Bit of a day coming up with the European Central Bank topping the bill. A quarter-point interest rate cut is widely priced in and the bank may also lower its deposit rate to try and encourage the banks that dump up to 800 billion euros back in its coffers every night to invest it in the real economy or even Italian and Spanish government bonds.

There is even some talk of a third round of three-year money printing but that looks premature. Yes, the ECB has acted in the past after euro zone politicians have shown some gumption (which last week’s summit still just about qualifies for) but the other part of that equation is that the currency bloc has had to be right on the brink. Spanish 10-year yields are back below 6.5 percent, still too high but not as acute as in recent weeks. There are not likely to be any hints that the ECB will revive its bond-buying programme, despite the urgings from Spain and Italy, nor is it likely to give any support to the idea of giving the ESM rescue fund a banking licence so it can borrow virtually unlimited funds from the ECB (a back door way of achieving the same result).

The risk for the markets is that the ECB does very little, which should not be discounted, and even if it does there’s a possibility of a “buy the rumour, sell the fact” scenario.

Where money printing is much more likely is Britain. The Bank of England is expected to create another 50 billion pounds just two months after calling a halt to its previous round of QE. The rate-setting committee voted 5-4 against such a move last month and a further round of poor economic data, and a fall in inflation, since is likely to have prompted at least one of the nay-sayers to jump camp. Governor Mervyn King was already one of the four.

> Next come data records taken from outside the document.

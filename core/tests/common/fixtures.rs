// SPDX-FileCopyrightText: 2025-2026 Zexin Yuan <aim@yzx9.xyz>
//
// SPDX-License-Identifier: Apache-2.0

//! Test data factories for integration tests.

use chrono::{NaiveDate, Weekday};
use timeslot_core::{Culture, SchedulerItem};

/// Shorthand for a valid calendar date.
#[must_use]
pub fn date(year: i32, month: u32, day: u32) -> NaiveDate {
    NaiveDate::from_ymd_opt(year, month, day).expect("test date must be valid")
}

/// Every day of `year`, in order.
pub fn days_of_year(year: i32) -> impl Iterator<Item = NaiveDate> {
    date(year, 1, 1)
        .iter_days()
        .take_while(move |d| *d < date(year + 1, 1, 1))
}

/// One culture per possible first day of week.
#[must_use]
pub fn all_cultures() -> Vec<Culture> {
    [
        Weekday::Mon,
        Weekday::Tue,
        Weekday::Wed,
        Weekday::Thu,
        Weekday::Fri,
        Weekday::Sat,
        Weekday::Sun,
    ]
    .into_iter()
    .map(|first| Culture::invariant().with_first_day_of_week(first))
    .collect()
}

/// Generates reproducible item sets from a seed, using a linear congruential generator.
#[derive(Debug, Clone)]
pub struct ItemGenerator {
    state: u64,
}

impl ItemGenerator {
    #[must_use]
    pub fn new(seed: u64) -> Self {
        Self { state: seed }
    }

    fn next(&mut self) -> u64 {
        self.state = self
            .state
            .wrapping_mul(6_364_136_223_846_793_005)
            .wrapping_add(1_442_695_040_888_963_407);
        self.state >> 33
    }

    /// `count` items starting in `0..horizon`, each at most `max_len` long.
    pub fn items(
        &mut self,
        count: usize,
        horizon: i64,
        max_len: i64,
    ) -> Vec<SchedulerItem<usize, i64>> {
        (0..count)
            .map(|id| {
                let start = (self.next() % horizon as u64) as i64;
                let len = 1 + (self.next() % max_len as u64) as i64;
                SchedulerItem::new(start, start + len, id)
            })
            .collect()
    }
}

On any other day a testing Spanish bond auction would be the focus. Not today, though if it went wrong it would move markets more than either of the big central banks. Madrid is offering a modest amount of up to 3 billion euros of 3-10 year bonds. Yields will remain high but for the three-year, for example, it is trading on the secondary market about 60 basis points less than the last time it was auctioned. The 10-year is trading higher than the last time it was sold in early June, however. Redemptions of around 20 billion euros of Spanish bonds at the end of the month should help.